Member of the Kwara State House of Assembly
- Incumbent
- Assumed office 18 March 2023

Member of the Kwara State House of Assembly from BabadabeYaralea, Kaiama Local Government
- Incumbent
- Assumed office 18 March 2023
- Constituency: Kaiama/Kemanji/Wajibe

Personal details
- Born: 13 February 1978 (age 48) BabadabeYaralea, Kaiama Local Government Kwara State Nigeria
- Party: All Progressive Congress
- Education: Kwara State Polytechnic
- Alma mater: Usman Danfodio University;
- Occupation: Politician; Political Scientist;

= Abdullahi Halidu Danbaba =

Nigerian politician (born 1978)

Abdullahi Halidu Danbaba is a Nigerian politician representing the Kaiama/Kemanji/Wajibe constituency, Kaiama local government area in the Kwara State 9th and 10th Assembly at Kwara State House of Assembly.

== Early life and education ==
Danbaba was born on 13 February 1978 in BabadabeYaralea, Kaiama Local Government area of Kwara State Nigeria.
He attended Kwara State Polytechnic for his IJMB ‘A’ in 1995 and Usman Danfodio University for his bachelor's degree in Political Science in 2000.

== Career ==
Danbaba previously served as Special Assistant on Legislative Matters to the former Chairman of Kaiama Local Government, a position he held from 2004 to 2007. In 2007, he was appointed Special Assistant to the Executive Governor of Kwara State, Senator Bukola Saraki.
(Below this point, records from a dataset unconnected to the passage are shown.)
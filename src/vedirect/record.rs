//! # VE.Direct Record
//!
//! The fixed-layout result of one capture cycle: one entry per known field
//! code, in catalog order. Codes not transmitted in the decoded block stay
//! `Absent`, so a consumer can tell "not sent" from "measured zero".

use super::decoder::DecodedBlock;
use super::normalizer::{normalize, NormalizedValue};
use super::protocol::{FieldCode, FIELD_SPECS};
use serde::Serialize;

/// State of one field in a record
#[derive(Debug, Clone, PartialEq, Serialize)]
#[serde(tag = "state", rename_all = "snake_case")]
pub enum FieldValue {
    /// Not transmitted in this block
    Absent,
    /// Transmitted, with raw and normalized value
    Present { raw: String, value: NormalizedValue },
}

impl FieldValue {
    /// Whether the field was transmitted
    pub fn is_present(&self) -> bool {
        matches!(self, FieldValue::Present { .. })
    }

    /// Raw value, if present
    pub fn raw(&self) -> Option<&str> {
        match self {
            FieldValue::Present { raw, .. } => Some(raw),
            FieldValue::Absent => None,
        }
    }

    /// Normalized value, if present
    pub fn value(&self) -> Option<&NormalizedValue> {
        match self {
            FieldValue::Present { value, .. } => Some(value),
            FieldValue::Absent => None,
        }
    }
}

/// One field of a record
#[derive(Debug, Clone, PartialEq, Serialize)]
pub struct RecordEntry {
    pub code: FieldCode,
    pub label: &'static str,
    #[serde(flatten)]
    pub value: FieldValue,
}

/// All known fields of one block, in catalog order
#[derive(Debug, Clone, PartialEq, Serialize)]
pub struct Record {
    fields: Vec<RecordEntry>,
}

impl Record {
    /// Build a record from a decoded block
    ///
    /// # Examples
    ///
    /// ```
    /// use vedirect_capture::vedirect::decoder::decode;
    /// use vedirect_capture::vedirect::protocol::FieldCode;
    /// use vedirect_capture::vedirect::record::Record;
    ///
    /// let record = Record::from_decoded(&decode(b"PID\t0xA050\r\nCS\t5\r\n"));
    /// assert_eq!(record.label(FieldCode::OperationalState), Some("Float"));
    /// assert!(!record.get(FieldCode::BatteryVoltage).is_present());
    /// ```
    pub fn from_decoded(decoded: &DecodedBlock) -> Self {
        let mut builder = RecordBuilder::new();
        for (code, raw) in &decoded.fields {
            builder.set(*code, raw);
        }
        builder.build()
    }

    /// Entries in catalog order
    pub fn entries(&self) -> &[RecordEntry] {
        &self.fields
    }

    /// Field state for a code
    pub fn get(&self, code: FieldCode) -> &FieldValue {
        // Entries are stored in catalog order, which is enum order
        &self.fields[code as usize].value
    }

    /// Numeric view of a present field (SI quantity, decimal, code or integer)
    pub fn quantity(&self, code: FieldCode) -> Option<f64> {
        self.get(code).value().map(NormalizedValue::as_f64)
    }

    /// Enumeration label of a present field
    pub fn label(&self, code: FieldCode) -> Option<&str> {
        self.get(code).value().and_then(NormalizedValue::label)
    }

    /// Numeric operational state (`CS`), if transmitted
    pub fn operational_state(&self) -> Option<i64> {
        match self.get(FieldCode::OperationalState).value() {
            Some(NormalizedValue::Enumerated { code, .. }) => Some(*code),
            _ => None,
        }
    }

    /// Battery charge (+) or discharge (-) power in W
    pub fn battery_power(&self) -> Option<f64> {
        Some(self.quantity(FieldCode::BatteryVoltage)? * self.quantity(FieldCode::BatteryCurrent)?)
    }

    /// Power drawn by the load output in W
    pub fn load_power(&self) -> Option<f64> {
        Some(self.quantity(FieldCode::BatteryVoltage)? * self.quantity(FieldCode::LoadCurrent)?)
    }

    /// Number of fields transmitted in this block
    pub fn present_count(&self) -> usize {
        self.fields.iter().filter(|entry| entry.value.is_present()).count()
    }
}

/// Assembles a `Record` field by field
///
/// Starts with every catalog code absent; each `set` normalizes a raw value.
#[derive(Debug, Clone)]
pub struct RecordBuilder {
    fields: Vec<RecordEntry>,
}

impl Default for RecordBuilder {
    fn default() -> Self {
        Self::new()
    }
}

impl RecordBuilder {
    /// Create a builder with every field absent
    pub fn new() -> Self {
        Self {
            fields: FIELD_SPECS
                .iter()
                .map(|spec| RecordEntry {
                    code: spec.code,
                    label: spec.label,
                    value: FieldValue::Absent,
                })
                .collect(),
        }
    }

    /// Normalize and store the raw value of a field, replacing any earlier value
    pub fn set(&mut self, code: FieldCode, raw: &str) -> &mut Self {
        self.fields[code as usize].value = FieldValue::Present {
            raw: raw.to_string(),
            value: normalize(code, raw),
        };
        self
    }

    /// Finish the record
    pub fn build(self) -> Record {
        Record { fields: self.fields }
    }
}

#[cfg(test)]
mod tests {
    use super::*;
    use crate::vedirect::decoder::decode;
    use crate::vedirect::protocol::{Unit, FIELD_COUNT};

    const BLOCK: &[u8] = b"PID\t0xA050\r\nFW\t130\r\nSER#\tHQ1828ABCDE\r\nV\t12560\r\nI\t-500\r\n\
VPV\t0\r\nPPV\t0\r\nCS\t0\r\nERR\t0\r\nLOAD\tON\r\nIL\t1200\r\nH19\t45000\r\nH20\t0\r\n\
H21\t0\r\nH22\t12\r\nH23\t88\r\nHSDS\t17\r\nChecksum\t\x55";

    #[test]
    fn test_record_layout_follows_catalog() {
        let record = RecordBuilder::new().build();
        assert_eq!(record.entries().len(), FIELD_COUNT);
        for (entry, spec) in record.entries().iter().zip(FIELD_SPECS.iter()) {
            assert_eq!(entry.code, spec.code);
            assert_eq!(entry.label, spec.label);
            assert_eq!(entry.value, FieldValue::Absent);
        }
    }

    #[test]
    fn test_record_from_full_block() {
        let record = Record::from_decoded(&decode(BLOCK));

        assert_eq!(record.present_count(), 18);
        assert_eq!(record.label(FieldCode::ProductId), Some("SmartSolar MPPT 250/100"));
        assert_eq!(record.quantity(FieldCode::YieldTotal), Some(45_000_000.0));
        assert!((record.quantity(FieldCode::FirmwareVersion).unwrap() - 1.30).abs() < 1e-9);
        assert_eq!(record.get(FieldCode::SerialNumber).raw(), Some("HQ1828ABCDE"));
        assert_eq!(record.operational_state(), Some(0));
        assert_eq!(record.label(FieldCode::OperationalState), Some("Off"));
        assert_eq!(record.get(FieldCode::RelayState), &FieldValue::Absent);
    }

    #[test]
    fn test_absent_is_distinct_from_zero() {
        let record = Record::from_decoded(&decode(b"PPV\t0\r\n"));

        assert_eq!(record.quantity(FieldCode::PanelPower), Some(0.0));
        assert_eq!(record.quantity(FieldCode::BatteryVoltage), None);
        assert_eq!(record.operational_state(), None);
    }

    #[test]
    fn test_power_balance() {
        let record = Record::from_decoded(&decode(BLOCK));

        let battery = record.battery_power().unwrap();
        assert!((battery - 12.56 * -0.5).abs() < 1e-9);
        let load = record.load_power().unwrap();
        assert!((load - 12.56 * 1.2).abs() < 1e-9);

        let partial = Record::from_decoded(&decode(b"V\t12000\r\n"));
        assert_eq!(partial.battery_power(), None);
    }

    #[test]
    fn test_builder_set_overwrites() {
        let mut builder = RecordBuilder::new();
        builder.set(FieldCode::BatteryVoltage, "12000").set(FieldCode::BatteryVoltage, "13000");
        let record = builder.build();
        assert_eq!(
            record.get(FieldCode::BatteryVoltage).value(),
            Some(&NormalizedValue::Quantity { value: 13.0, unit: Unit::Volt })
        );
    }

    #[test]
    fn test_same_block_twice_yields_identical_records() {
        let first = Record::from_decoded(&decode(BLOCK));
        let second = Record::from_decoded(&decode(BLOCK));
        assert_eq!(first, second);
    }

    #[test]
    fn test_record_json_shape() {
        let record = Record::from_decoded(&decode(b"V\t12560\r\n"));
        let json = serde_json::to_value(&record).unwrap();

        let first = &json["fields"][0];
        assert_eq!(first["code"], "V");
        assert_eq!(first["label"], "Battery Voltage");
        assert_eq!(first["state"], "present");
        assert_eq!(first["raw"], "12560");
        assert_eq!(first["value"]["unit"], "V");

        assert_eq!(json["fields"][1]["state"], "absent");
    }
}
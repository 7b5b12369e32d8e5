//! # VE.Direct Protocol Constants and Types
//!
//! Core protocol definitions for VE.Direct text-mode output of Victron
//! BlueSolar and SmartSolar MPPT charge controllers.
//!
//! The controller transmits one block per second. Each line of a block is
//! `CR LF <code> TAB <value>`; the block starts with the `PID` line and ends
//! with the `Checksum` line, whose value is a single raw byte.

use serde::{Serialize, Serializer};

/// Serial line speed of the text protocol
pub const VEDIRECT_BAUD_RATE: u32 = 19_200;

/// Field separator between code and value
pub const TAB: u8 = 0x09;

/// Line terminator, first half
pub const CR: u8 = 0x0D;

/// Line terminator, second half
pub const LF: u8 = 0x0A;

/// String terminator, ends decoding when seen inside a block
pub const NUL: u8 = 0x00;

/// Block start marker: "PID" followed by TAB
pub const START_MARKER: &[u8] = b"PID\t";

/// Block end marker: "Checksum" followed by TAB (the checksum byte follows)
pub const END_MARKER: &[u8] = b"Checksum\t";

/// Maximum block length handed to the field decoder
pub const MAX_BLOCK_SIZE: usize = 256;

/// Maximum stored length of a field code or raw value
pub const MAX_FIELD_LEN: usize = 255;

/// Number of known field codes
pub const FIELD_COUNT: usize = 19;

/// Known VE.Direct field codes of MPPT charge controllers
#[derive(Debug, Clone, Copy, PartialEq, Eq, Hash, PartialOrd, Ord)]
pub enum FieldCode {
    /// `V` - battery voltage, mV
    BatteryVoltage,
    /// `VPV` - panel voltage, mV
    PanelVoltage,
    /// `PPV` - panel power, W
    PanelPower,
    /// `I` - battery current, mA
    BatteryCurrent,
    /// `IL` - load current, mA
    LoadCurrent,
    /// `LOAD` - load output state (ON/OFF)
    LoadState,
    /// `Relay` - relay state (ON/OFF)
    RelayState,
    /// `H19` - yield total
    YieldTotal,
    /// `H20` - yield today
    YieldToday,
    /// `H21` - maximum power today, W
    MaxPowerToday,
    /// `H22` - yield yesterday
    YieldYesterday,
    /// `H23` - maximum power yesterday, W
    MaxPowerYesterday,
    /// `ERR` - error code
    ErrorCode,
    /// `CS` - operational state
    OperationalState,
    /// `FW` - firmware version
    FirmwareVersion,
    /// `PID` - product id
    ProductId,
    /// `SER#` - serial number
    SerialNumber,
    /// `HSDS` - day sequence number
    DaySequence,
    /// `Checksum` - block checksum byte
    Checksum,
}

impl FieldCode {
    /// Look up a field code by its protocol label
    ///
    /// Matching is exact and case-sensitive, as on the wire.
    pub fn from_code(code: &str) -> Option<Self> {
        FIELD_SPECS
            .iter()
            .find(|spec| spec.code.as_str() == code)
            .map(|spec| spec.code)
    }

    /// Protocol label as transmitted
    pub fn as_str(&self) -> &'static str {
        match self {
            FieldCode::BatteryVoltage => "V",
            FieldCode::PanelVoltage => "VPV",
            FieldCode::PanelPower => "PPV",
            FieldCode::BatteryCurrent => "I",
            FieldCode::LoadCurrent => "IL",
            FieldCode::LoadState => "LOAD",
            FieldCode::RelayState => "Relay",
            FieldCode::YieldTotal => "H19",
            FieldCode::YieldToday => "H20",
            FieldCode::MaxPowerToday => "H21",
            FieldCode::YieldYesterday => "H22",
            FieldCode::MaxPowerYesterday => "H23",
            FieldCode::ErrorCode => "ERR",
            FieldCode::OperationalState => "CS",
            FieldCode::FirmwareVersion => "FW",
            FieldCode::ProductId => "PID",
            FieldCode::SerialNumber => "SER#",
            FieldCode::DaySequence => "HSDS",
            FieldCode::Checksum => "Checksum",
        }
    }

    /// Catalog entry for this code
    pub fn spec(&self) -> &'static FieldSpec {
        // FIELD_SPECS is declared in enum order
        &FIELD_SPECS[*self as usize]
    }

    /// Human-readable label
    pub fn label(&self) -> &'static str {
        self.spec().label
    }

    /// Conversion rule applied by the normalizer
    pub fn rule(&self) -> ConversionRule {
        self.spec().rule
    }
}

impl std::fmt::Display for FieldCode {
    fn fmt(&self, f: &mut std::fmt::Formatter<'_>) -> std::fmt::Result {
        f.write_str(self.as_str())
    }
}

impl Serialize for FieldCode {
    fn serialize<S: Serializer>(&self, serializer: S) -> std::result::Result<S::Ok, S::Error> {
        serializer.serialize_str(self.as_str())
    }
}

/// SI base unit of a normalized quantity
#[derive(Debug, Clone, Copy, PartialEq, Eq, Serialize)]
pub enum Unit {
    #[serde(rename = "V")]
    Volt,
    #[serde(rename = "A")]
    Ampere,
    #[serde(rename = "W")]
    Watt,
    #[serde(rename = "Wh")]
    WattHour,
}

impl Unit {
    /// Unit symbol
    pub fn symbol(&self) -> &'static str {
        match self {
            Unit::Volt => "V",
            Unit::Ampere => "A",
            Unit::Watt => "W",
            Unit::WattHour => "Wh",
        }
    }
}

/// How a raw field value is turned into a normalized value
#[derive(Debug, Clone, Copy, PartialEq, Eq)]
pub enum ConversionRule {
    /// Integer in thousandths of `Unit`, divided by 1000
    Milli(Unit),
    /// Integer already in `Unit`
    Base(Unit),
    /// Integer in thousands of `Unit`, multiplied by 1000
    Kilo(Unit),
    /// Integer mapped through the operational state table
    OperationalState,
    /// Integer divided by 100
    FirmwareVersion,
    /// Hex or decimal integer mapped through the product table
    ProductId,
    /// Leading-integer parse, no scaling
    Passthrough,
}

/// Catalog entry of one known field code
#[derive(Debug, Clone, Copy, PartialEq, Eq)]
pub struct FieldSpec {
    /// Protocol code
    pub code: FieldCode,
    /// Human-readable label
    pub label: &'static str,
    /// Conversion rule
    pub rule: ConversionRule,
}

const MILLI_VOLT: ConversionRule = ConversionRule::Milli(Unit::Volt);
const MILLI_AMP: ConversionRule = ConversionRule::Milli(Unit::Ampere);
const WATT: ConversionRule = ConversionRule::Base(Unit::Watt);
// The yield registers are treated as kWh and reported in Wh
const KILO_WATT_HOUR: ConversionRule = ConversionRule::Kilo(Unit::WattHour);

/// The fixed catalog of known field codes, in record order
pub const FIELD_SPECS: [FieldSpec; FIELD_COUNT] = [
    FieldSpec { code: FieldCode::BatteryVoltage, label: "Battery Voltage", rule: MILLI_VOLT },
    FieldSpec { code: FieldCode::PanelVoltage, label: "Panel Voltage", rule: MILLI_VOLT },
    FieldSpec { code: FieldCode::PanelPower, label: "Panel Power", rule: WATT },
    FieldSpec { code: FieldCode::BatteryCurrent, label: "Battery Current", rule: MILLI_AMP },
    FieldSpec { code: FieldCode::LoadCurrent, label: "Load Current", rule: MILLI_AMP },
    FieldSpec { code: FieldCode::LoadState, label: "Load Output State", rule: ConversionRule::Passthrough },
    FieldSpec { code: FieldCode::RelayState, label: "Relay State", rule: ConversionRule::Passthrough },
    FieldSpec { code: FieldCode::YieldTotal, label: "Yield Total", rule: KILO_WATT_HOUR },
    FieldSpec { code: FieldCode::YieldToday, label: "Yield Today", rule: KILO_WATT_HOUR },
    FieldSpec { code: FieldCode::MaxPowerToday, label: "Maximum Power Today", rule: ConversionRule::Passthrough },
    FieldSpec { code: FieldCode::YieldYesterday, label: "Yield Yesterday", rule: KILO_WATT_HOUR },
    FieldSpec { code: FieldCode::MaxPowerYesterday, label: "Maximum Power Yesterday", rule: ConversionRule::Passthrough },
    FieldSpec { code: FieldCode::ErrorCode, label: "Error Code", rule: ConversionRule::Passthrough },
    FieldSpec { code: FieldCode::OperationalState, label: "Operational State", rule: ConversionRule::OperationalState },
    FieldSpec { code: FieldCode::FirmwareVersion, label: "Firmware Version", rule: ConversionRule::FirmwareVersion },
    FieldSpec { code: FieldCode::ProductId, label: "Type", rule: ConversionRule::ProductId },
    FieldSpec { code: FieldCode::SerialNumber, label: "Serial", rule: ConversionRule::Passthrough },
    FieldSpec { code: FieldCode::DaySequence, label: "Day Sequence Number", rule: ConversionRule::Passthrough },
    FieldSpec { code: FieldCode::Checksum, label: "Checksum", rule: ConversionRule::Passthrough },
];

#[cfg(test)]
mod tests {
    use super::*;

    #[test]
    fn test_marker_constants() {
        assert_eq!(START_MARKER, &[0x50, 0x49, 0x44, 0x09]);
        assert_eq!(END_MARKER, &[0x43, 0x68, 0x65, 0x63, 0x6B, 0x73, 0x75, 0x6D, 0x09]);
        assert_eq!(VEDIRECT_BAUD_RATE, 19200);
    }

    #[test]
    fn test_field_specs_are_in_enum_order() {
        assert_eq!(FIELD_SPECS.len(), 19);
        for (index, spec) in FIELD_SPECS.iter().enumerate() {
            assert_eq!(spec.code as usize, index, "{} out of order", spec.code);
            assert_eq!(spec.code.spec(), spec);
        }
    }

    #[test]
    fn test_from_code_round_trips_every_label() {
        for spec in FIELD_SPECS.iter() {
            assert_eq!(FieldCode::from_code(spec.code.as_str()), Some(spec.code));
        }
    }

    #[test]
    fn test_from_code_is_case_sensitive() {
        assert_eq!(FieldCode::from_code("checksum"), None);
        assert_eq!(FieldCode::from_code("v"), None);
        assert_eq!(FieldCode::from_code("MPPT"), None);
        assert_eq!(FieldCode::from_code(""), None);
    }

    #[test]
    fn test_rules() {
        assert_eq!(FieldCode::BatteryVoltage.rule(), MILLI_VOLT);
        assert_eq!(FieldCode::LoadCurrent.rule(), MILLI_AMP);
        assert_eq!(FieldCode::YieldYesterday.rule(), KILO_WATT_HOUR);
        assert_eq!(FieldCode::MaxPowerToday.rule(), ConversionRule::Passthrough);
        assert_eq!(FieldCode::ProductId.rule(), ConversionRule::ProductId);
        assert_eq!(FieldCode::ProductId.label(), "Type");
    }

    #[test]
    fn test_field_code_serializes_as_protocol_label() {
        let json = serde_json::to_string(&FieldCode::SerialNumber).unwrap();
        assert_eq!(json, "\"SER#\"");
        assert_eq!(serde_json::to_string(&Unit::WattHour).unwrap(), "\"Wh\"");
    }
}
//! # Configuration Module
//!
//! Handles loading and validating configuration from TOML files.
//!
//! Every section and field has a default, so an empty file (or no file at
//! all) yields a working single-shot configuration.

use serde::de::Error;
use serde::Deserialize;
use std::fs;
use std::path::Path;

use crate::error::{Result, VeDirectError};
use crate::serial::{CAPTURE_CAPACITY, DEFAULT_DEVICE_PATH, MIN_CAPTURE_BYTES, POLL_TIMEOUT_MS};
use crate::vedirect::protocol::VEDIRECT_BAUD_RATE;

/// Shortest accepted device path, e.g. "/dev/tty"
const MIN_DEVICE_PATH_LEN: usize = 8;

/// Main configuration structure
#[derive(Debug, Deserialize, Clone, Default)]
pub struct Config {
    #[serde(default)]
    pub serial: SerialConfig,

    #[serde(default)]
    pub decoder: DecoderConfig,

    #[serde(default)]
    pub poll: PollConfig,

    #[serde(default)]
    pub logging: LoggingConfig,
}

/// Serial port configuration
#[derive(Debug, Deserialize, Clone)]
pub struct SerialConfig {
    #[serde(default = "default_serial_port")]
    pub port: String,

    #[serde(default = "default_baud_rate")]
    pub baud_rate: u32,

    #[serde(default = "default_timeout_ms")]
    pub timeout_ms: u64,

    #[serde(default = "default_min_capture_bytes")]
    pub min_capture_bytes: usize,
}

/// Block decoding configuration
#[derive(Debug, Deserialize, Clone, Default)]
pub struct DecoderConfig {
    #[serde(default)]
    pub validate_checksum: bool,
}

/// Repeated capture configuration
#[derive(Debug, Deserialize, Clone, Default)]
pub struct PollConfig {
    /// Milliseconds between capture cycles; 0 captures once and exits
    #[serde(default)]
    pub interval_ms: u64,
}

/// Log output configuration
#[derive(Debug, Deserialize, Clone, Default)]
pub struct LoggingConfig {
    /// Directory for daily rolling log files; empty disables file logging
    #[serde(default)]
    pub directory: String,
}

impl Default for SerialConfig {
    fn default() -> Self {
        Self {
            port: default_serial_port(),
            baud_rate: default_baud_rate(),
            timeout_ms: default_timeout_ms(),
            min_capture_bytes: default_min_capture_bytes(),
        }
    }
}

// Default value functions
fn default_serial_port() -> String { DEFAULT_DEVICE_PATH.to_string() }
fn default_baud_rate() -> u32 { VEDIRECT_BAUD_RATE }
fn default_timeout_ms() -> u64 { POLL_TIMEOUT_MS }
fn default_min_capture_bytes() -> usize { MIN_CAPTURE_BYTES }

fn invalid(message: impl std::fmt::Display) -> VeDirectError {
    VeDirectError::Config(toml::de::Error::custom(message))
}

impl Config {
    /// Load configuration from a TOML file
    ///
    /// # Arguments
    ///
    /// * `path` - Path to the configuration file
    ///
    /// # Returns
    ///
    /// * `Result<Config>` - Loaded and validated configuration
    ///
    /// # Errors
    ///
    /// Returns error if:
    /// - File cannot be read
    /// - TOML parsing fails
    /// - Validation fails
    ///
    /// # Examples
    ///
    /// ```no_run
    /// use vedirect_capture::config::Config;
    ///
    /// let config = Config::load("config/vedirect.toml")?;
    /// # Ok::<(), Box<dyn std::error::Error>>(())
    /// ```
    pub fn load<P: AsRef<Path>>(path: P) -> Result<Self> {
        let contents = fs::read_to_string(path)?;
        let config: Config = toml::from_str(&contents)?;
        config.validate()?;
        Ok(config)
    }

    /// Validate configuration values
    ///
    /// Called by `load`, and again after command line overrides are applied.
    ///
    /// # Errors
    ///
    /// Returns error if any configuration value is out of valid range
    pub fn validate(&self) -> Result<()> {
        if self.serial.port.is_empty() {
            return Err(invalid("serial port cannot be empty"));
        }

        if self.serial.port.len() < MIN_DEVICE_PATH_LEN {
            return Err(invalid(format!(
                "serial port '{}' is not a valid device path",
                self.serial.port
            )));
        }

        if self.serial.baud_rate != VEDIRECT_BAUD_RATE {
            return Err(invalid(format!(
                "baud_rate must be {} (VE.Direct text mode)",
                VEDIRECT_BAUD_RATE
            )));
        }

        if self.serial.timeout_ms == 0 || self.serial.timeout_ms > 10000 {
            return Err(invalid("timeout_ms must be between 1 and 10000"));
        }

        if self.serial.min_capture_bytes == 0 || self.serial.min_capture_bytes > CAPTURE_CAPACITY {
            return Err(invalid(format!(
                "min_capture_bytes must be between 1 and {}",
                CAPTURE_CAPACITY
            )));
        }

        // The controller sends one block per second
        if self.poll.interval_ms != 0 && !(1000..=86_400_000).contains(&self.poll.interval_ms) {
            return Err(invalid("interval_ms must be 0 or between 1000 and 86400000"));
        }

        Ok(())
    }

    /// Whether the configuration asks for repeated captures
    pub fn is_polling(&self) -> bool {
        self.poll.interval_ms > 0
    }

    /// Log directory, if file logging is enabled
    pub fn log_directory(&self) -> Option<&str> {
        Some(self.logging.directory.as_str()).filter(|dir| !dir.is_empty())
    }
}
He was re-appointed to the same position in 2018, serving under His Excellency, Governor Abdulfatah Ahmed.
In 2019, he contested and won an election as a member of the 9th Assembly in Kwara State under the All Progressive Congress platform and won his re-election bid in the 2023 general election to represent Kaiama/Kemanji/Wajibe Constituency in the 10th Assembly.